Task details — Copy out each line below that has the word "const" in it.

Data for analysis —

// Copyright 2025 Neuraville Inc.
// SPDX-License-Identifier: Apache-2.0

//! Retention of per-run log directories (`run_YYYYmmdd_HHMMSS`)

use std::path::{Path, PathBuf};

use chrono::{DateTime, NaiveDateTime, TimeZone, Utc};

pub(crate) const RUN_PREFIX: &str = "run_";
pub(crate) const RUN_TIMESTAMP_FORMAT: &str = "%Y%m%d_%H%M%S";

#[derive(Debug, thiserror::Error)]
pub enum RetentionError {
    #[error("Failed to scan log directory {path}: {source}")]
    Scan {
        path: PathBuf,
        #[source]
        source: std::io::Error,
    },
}

/// Folder name for a run started at `at`
pub fn run_folder_name(at: DateTime<Utc>) -> String {
    format!("{}{}", RUN_PREFIX, at.format(RUN_TIMESTAMP_FORMAT))
}

fn parse_run_folder(name: &str) -> Option<DateTime<Utc>> {
    let stamp = name.strip_prefix(RUN_PREFIX)?;
    let naive = NaiveDateTime::parse_from_str(stamp, RUN_TIMESTAMP_FORMAT).ok()?;
    Some(Utc.from_utc_datetime(&naive))
}

/// Remove run folders older than `retention_days`, then the oldest runs beyond
/// `retention_runs`. Folders that do not look like runs are left alone.
///
/// Returns how many folders were removed. Runs before logging is up, so removal
/// failures go to stderr.
pub fn cleanup_old_logs(
    base_log_dir: &Path,
    retention_days: u32,
    retention_runs: usize,
    now: DateTime<Utc>,
) -> Result<usize, RetentionError> {
    if !base_log_dir.exists() {
        return Ok(0);
    }
    let scan_err = |source| RetentionError::Scan {
        path: base_log_dir.to_path_buf(),
        source,
    };

    let mut runs: Vec<(PathBuf, DateTime<Utc>)> = Vec::new();
    for entry in std::fs::read_dir(base_log_dir).map_err(scan_err)? {
        let path = entry.map_err(scan_err)?.path();
        if !path.is_dir() {
            continue;
        }
        if let Some(started) = path
            .file_name()
            .and_then(|n| n.to_str())
            .and_then(parse_run_folder)
        {
            runs.push((path, started));
        }
    }

    // Newest first
    runs.sort_by(|a, b| b.1.cmp(&a.1));
    let cutoff = now - chrono::Duration::days(i64::from(retention_days));

    let mut removed = 0;
    for (index, (path, started)) in runs.iter().enumerate() {
        if *started >= cutoff && index < retention_runs {
            continue;
        }
        match std::fs::remove_dir_all(path) {
            Ok(()) => removed += 1,
            Err(e) => eprintln!(
                "Warning: Failed to remove old log directory {}: {}",
                path.display(),
                e
            ),
        }
    }
    Ok(removed)
}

Answer to this problem —
pub(crate) const RUN_PREFIX: &str = "run_";
pub(crate) const RUN_TIMESTAMP_FORMAT: &str = "%Y%m%d_%H%M%S";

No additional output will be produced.